High-Profile Push to Alert Sexual-Assault Victims of Grace Period to Sue Abusers

Lifestyle

In late February 2020, Evelyn Yang gathered at Foley Square in Manhattan with a handful of survivors in the hopes of pulling off something unprecedented. Her husband, Andrew Yang, had recently wrapped his presidential campaign, and all of the travel and scheduling demands that went along with that bid had subsided. On that sunny but cold day, she and Weinstein accuser Ambra Gutierrez and a couple of legislators were focused on launching a bill in New York dubbed the Adult Survivors Act. If it passed, New York would become the first state in the nation to offer adult victims of sexual offenses the opportunity to file legal claims that would otherwise be barred by the statute of limitations. It was a bustling afternoon downtown, and it marked one of the last in-person meetings that she attended before the Covid lockdown.
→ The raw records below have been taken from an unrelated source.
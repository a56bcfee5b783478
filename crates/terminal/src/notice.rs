//! Transient success and error messages.
//!
//! Each view has its own board. A notice stays visible for [`NOTICE_TTL`]
//! after it is posted, however many times the page is rendered in between,
//! and then disappears on its own.

use std::collections::HashMap;
use std::sync::{Mutex, PoisonError};
use std::time::Duration;

use tokio::time::Instant;

/// How long a notice stays visible.
pub const NOTICE_TTL: Duration = Duration::from_secs(5);

/// The view a notice belongs to.
#[derive(Debug, Clone, Copy, PartialEq, Eq, Hash)]
pub enum View {
    Pos,
    Products,
    Sales,
    Login,
}

#[derive(Debug, Clone, Copy, PartialEq, Eq)]
pub enum NoticeKind {
    Success,
    Error,
}

impl NoticeKind {
    /// CSS class used by the templates.
    #[must_use]
    pub const fn css_class(self) -> &'static str {
        match self {
            Self::Success => "notice-success",
            Self::Error => "notice-error",
        }
    }
}

#[derive(Debug, Clone, PartialEq, Eq)]
pub struct Notice {
    pub kind: NoticeKind,
    pub message: String,
    posted_at: Instant,
}

impl Notice {
    #[must_use]
    pub fn css_class(&self) -> &'static str {
        self.kind.css_class()
    }

    fn is_live(&self, now: Instant) -> bool {
        now.duration_since(self.posted_at) < NOTICE_TTL
    }
}

/// Notices for every view. The lock is never held across an await.
#[derive(Debug, Default)]
pub struct NoticeBoard {
    notices: Mutex<HashMap<View, Vec<Notice>>>,
}

impl NoticeBoard {
    #[must_use]
    pub fn new() -> Self {
        Self::default()
    }

    pub fn post(&self, view: View, kind: NoticeKind, message: impl Into<String>) {
        let notice = Notice {
            kind,
            message: message.into(),
            posted_at: Instant::now(),
        };
        self.notices
            .lock()
            .unwrap_or_else(PoisonError::into_inner)
            .entry(view)
            .or_default()
            .push(notice);
    }

    pub fn success(&self, view: View, message: impl Into<String>) {
        self.post(view, NoticeKind::Success, message);
    }

    pub fn error(&self, view: View, message: impl Into<String>) {
        self.post(view, NoticeKind::Error, message);
    }

    /// Live notices for a view, oldest first. Expired ones are dropped.
    #[must_use]
    pub fn current(&self, view: View) -> Vec<Notice> {
        let now = Instant::now();
        let mut notices = self.notices.lock().unwrap_or_else(PoisonError::into_inner);
        let Some(posted) = notices.get_mut(&view) else {
            return Vec::new();
        };
        posted.retain(|notice| notice.is_live(now));
        posted.clone()
    }

    pub fn clear(&self, view: View) {
        self.notices
            .lock()
            .unwrap_or_else(PoisonError::into_inner)
            .remove(&view);
    }
}

#[cfg(test)]
mod tests {
    use super::*;

    #[tokio::test(start_paused = true)]
    async fn test_notice_expires_after_ttl() {
        let board = NoticeBoard::new();
        board.success(View::Pos, "Sale completed successfully!");

        tokio::time::advance(Duration::from_secs(4)).await;
        let live = board.current(View::Pos);
        assert_eq!(live.len(), 1);
        assert_eq!(live[0].message, "Sale completed successfully!");
        assert_eq!(live[0].kind, NoticeKind::Success);

        tokio::time::advance(Duration::from_secs(1)).await;
        assert!(board.current(View::Pos).is_empty());
    }

    #[tokio::test(start_paused = true)]
    async fn test_each_notice_has_its_own_clock() {
        let board = NoticeBoard::new();
        board.error(View::Products, "first");
        tokio::time::advance(Duration::from_secs(3)).await;
        board.error(View::Products, "second");
        tokio::time::advance(Duration::from_secs(3)).await;

        let messages: Vec<_> = board
            .current(View::Products)
            .into_iter()
            .map(|n| n.message)
            .collect();
        assert_eq!(messages, ["second"]);
    }

    #[test]
    fn test_views_are_independent() {
        let board = NoticeBoard::new();
        board.error(View::Sales, "Failed to load sales");
        assert!(board.current(View::Pos).is_empty());
        assert_eq!(board.current(View::Sales).len(), 1);

        board.clear(View::Sales);
        assert!(board.current(View::Sales).is_empty());
    }
}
“The odds were against us,” says Yang. “But we were just relentless, and we were a powerful group. And we were emboldened because we were doing something that was brand new.”

For Yang, sexual abuse was a personal issue. She recently had revealed to CNN that she was assaulted by her former gynecologist Robert A. Hadden, who pleaded guilty in 2016 to sexually abusing 19 women. Still, Yang wasn’t thinking about her own plight that day as the lunchtime crowd in Foley Square began to thin. After all, her case was within the statute of limitations. But there are now more than 200 Hadden accusers, and she was well aware of the fact that the vast majority of their cases fell outside of the statute.
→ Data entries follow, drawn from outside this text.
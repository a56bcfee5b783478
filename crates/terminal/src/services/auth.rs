//! Authentication service.
//!
//! Credentials are checked by the backend; this layer only rejects obviously
//! incomplete input before a remote call and maps backend failures onto
//! messages the login page can show.

use thiserror::Error;
use tracing::instrument;

use countertop_core::Session;

use crate::backend::{Auth, BackendError, Credentials};

/// Minimum password length accepted at sign-up (the backend's default).
const MIN_PASSWORD_LENGTH: usize = 6;

/// Errors that can occur during authentication operations.
#[derive(Debug, Error)]
pub enum AuthError {
    #[error("Email and password are required.")]
    MissingCredentials,

    /// Wrong email or password.
    #[error("Invalid email or password.")]
    InvalidCredentials,

    #[error("Password must be at least {MIN_PASSWORD_LENGTH} characters.")]
    WeakPassword,

    #[error(transparent)]
    Backend(#[from] BackendError),
}

/// What happened after a sign-up.
#[derive(Debug)]
pub enum SignUpOutcome {
    /// The backend confirmed the account immediately.
    SignedIn(Session),
    /// The backend sent a confirmation email first.
    ConfirmationPending,
}

/// Authentication service.
pub struct AuthService<'a, A> {
    backend: &'a A,
}

impl<'a, A: Auth> AuthService<'a, A> {
    #[must_use]
    pub const fn new(backend: &'a A) -> Self {
        Self { backend }
    }

    /// Sign in with email and password.
    ///
    /// # Errors
    ///
    /// Returns `AuthError::MissingCredentials` without calling the backend if
    /// either field is blank, `AuthError::InvalidCredentials` if the backend
    /// rejects them.
    #[instrument(skip(self, password))]
    pub async fn login(&self, email: &str, password: &str) -> Result<Session, AuthError> {
        let credentials = credentials(email, password)?;
        self.backend
            .sign_in(&credentials)
            .await
            .map_err(|e| match e {
                BackendError::Unauthorized(_) => AuthError::InvalidCredentials,
                other => AuthError::Backend(other),
            })
    }

    /// Register a new account.
    ///
    /// # Errors
    ///
    /// Returns `AuthError::WeakPassword` for short passwords, or the
    /// backend's error (e.g. the email is already registered).
    #[instrument(skip(self, password))]
    pub async fn register(&self, email: &str, password: &str) -> Result<SignUpOutcome, AuthError> {
        let credentials = credentials(email, password)?;
        if password.chars().count() < MIN_PASSWORD_LENGTH {
            return Err(AuthError::WeakPassword);
        }

        Ok(match self.backend.sign_up(&credentials).await? {
            Some(session) => SignUpOutcome::SignedIn(session),
            None => SignUpOutcome::ConfirmationPending,
        })
    }

    /// End the current session.
    ///
    /// # Errors
    ///
    /// Returns the backend's error if sign-out fails.
    #[instrument(skip(self))]
    pub async fn logout(&self) -> Result<(), AuthError> {
        Ok(self.backend.sign_out().await?)
    }
}

fn credentials(email: &str, password: &str) -> Result<Credentials, AuthError> {
    if email.trim().is_empty() || password.is_empty() {
        return Err(AuthError::MissingCredentials);
    }
    Ok(Credentials::new(email, password))
}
“These women were told, ‘Come through the door. Your voice matters.’ But then the door was slammed in their face, and they were told, ‘Oh, you’re too late, actually,’” Yang explains. “I just couldn’t live with that.”

Fast forward three years, and the Adult Survivors Act has been signed into law by New York Gov. Kathy Hochul, with a yearlong window opening on Nov. 24 that allows victims to sue their abusers as well as the institutions that protected sexual predators. In the Hadden case, Columbia University and its affiliated hospitals recently reached a $165 million settlement with 147 patients of the former gynecologist, but Yang says that isn’t nearly enough.
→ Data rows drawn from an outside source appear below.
//! Authenticated sessions and the events that replace them.

use chrono::{DateTime, Duration, Utc};
use serde::{Deserialize, Serialize};

use crate::types::UserId;

/// The signed-in caller as reported by the backend.
#[derive(Debug, Clone, PartialEq, Eq, Serialize, Deserialize)]
pub struct Identity {
    pub id: UserId,
    #[serde(default)]
    pub email: Option<String>,
}

impl Identity {
    /// Label for the shell: the email when known, otherwise the user id.
    #[must_use]
    pub fn label(&self) -> String {
        self.email
            .clone()
            .unwrap_or_else(|| self.id.to_string())
    }
}

/// Credentials issued by the backend for one signed-in user.
///
/// Implements `Debug` manually to redact the tokens.
#[derive(Clone, PartialEq, Eq, Serialize, Deserialize)]
pub struct Session {
    pub access_token: String,
    pub refresh_token: String,
    pub expires_at: DateTime<Utc>,
    pub user: Identity,
}

impl Session {
    /// Whether the access token expires within `margin` of `now`.
    #[must_use]
    pub fn expires_within(&self, now: DateTime<Utc>, margin: Duration) -> bool {
        self.expires_at <= now + margin
    }

    /// Whether the access token has already expired at `now`.
    #[must_use]
    pub fn is_expired(&self, now: DateTime<Utc>) -> bool {
        self.expires_at <= now
    }
}

impl std::fmt::Debug for Session {
    fn fmt(&self, f: &mut std::fmt::Formatter<'_>) -> std::fmt::Result {
        f.debug_struct("Session")
            .field("access_token", &"[REDACTED]")
            .field("refresh_token", &"[REDACTED]")
            .field("expires_at", &self.expires_at)
            .field("user", &self.user)
            .finish()
    }
}

/// What happened to the session.
#[derive(Debug, Clone, Copy, PartialEq, Eq, Hash, Serialize, Deserialize)]
#[serde(rename_all = "SCREAMING_SNAKE_CASE")]
pub enum AuthEventKind {
    SignedIn,
    SignedOut,
    TokenRefreshed,
}

impl std::fmt::Display for AuthEventKind {
    fn fmt(&self, f: &mut std::fmt::Formatter<'_>) -> std::fmt::Result {
        match self {
            Self::SignedIn => write!(f, "SIGNED_IN"),
            Self::SignedOut => write!(f, "SIGNED_OUT"),
            Self::TokenRefreshed => write!(f, "TOKEN_REFRESHED"),
        }
    }
}

/// One notification on the session-change stream. The payload replaces
/// whatever session was held before.
#[derive(Debug, Clone, PartialEq, Eq)]
pub struct AuthEvent {
    pub kind: AuthEventKind,
    pub session: Option<Session>,
}

impl AuthEvent {
    #[must_use]
    pub const fn signed_in(session: Session) -> Self {
        Self {
            kind: AuthEventKind::SignedIn,
            session: Some(session),
        }
    }

    #[must_use]
    pub const fn signed_out() -> Self {
        Self {
            kind: AuthEventKind::SignedOut,
            session: None,
        }
    }

    #[must_use]
    pub const fn token_refreshed(session: Session) -> Self {
        Self {
            kind: AuthEventKind::TokenRefreshed,
            session: Some(session),
        }
    }
}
“To this day, Columbia has been refusing to notify former patients to let them know that their former OB-GYN is a convicted sex felon or even that he lost his medical license or something to just signal to these patients that, ‘Wait a second. Maybe that thing I thought he did actually happened to me,’” Yang says. 

In an effort to get the word out on this yearlong window, Yang and other high-profile survivors like music executive Drew Dixon have teamed with Safe Horizon, the nation’s leading victim assistance organization, to launch a PSA as well as a massive Times Square billboard.

“Trauma takes time,” says New York State Senator Brad Hoylman, who was one of the ASA’s biggest champions, tells Rolling Stone on why this second chance is so vital for victims. “And we see that for some survivors, many decades after the incident occurred when they understand what happened to them that they have the wherewithal and resolve to move forward with a lawsuit.”

The New York ASA mirrors the 2019 Child Victims Act, which spawned more than 10,000 civil lawsuits in New York during the two years the filing window was open, including that of Weinstein accuser Kaja Sokola, who was 16 when she says she was sexually assaulted by the one-time film mogul.

Dixon, who says Russell Simmons raped her in 1994 and shared her harrowing story in a lengthy New York Times feature and in the acclaimed HBO Max documentary On the Record, joined Yang in pushing for the passage of the ASA, more for the benefit of other survivors than for herself. She is focused on making sure other survivors are aware of the window and is still deciding whether or not she will use the ASA for herself to sue those against whom she has claims.

“Like so many survivors, I now have this opportunity,” Dixon notes. “But unlike so many survivors, I’ve also had the opportunity to have my story told and vetted at a very high level by rigorous third party media outlets, which is not available to survivors whose perpetrator isn’t famous. And so, for them, this would be their first opportunity to set the record straight.” 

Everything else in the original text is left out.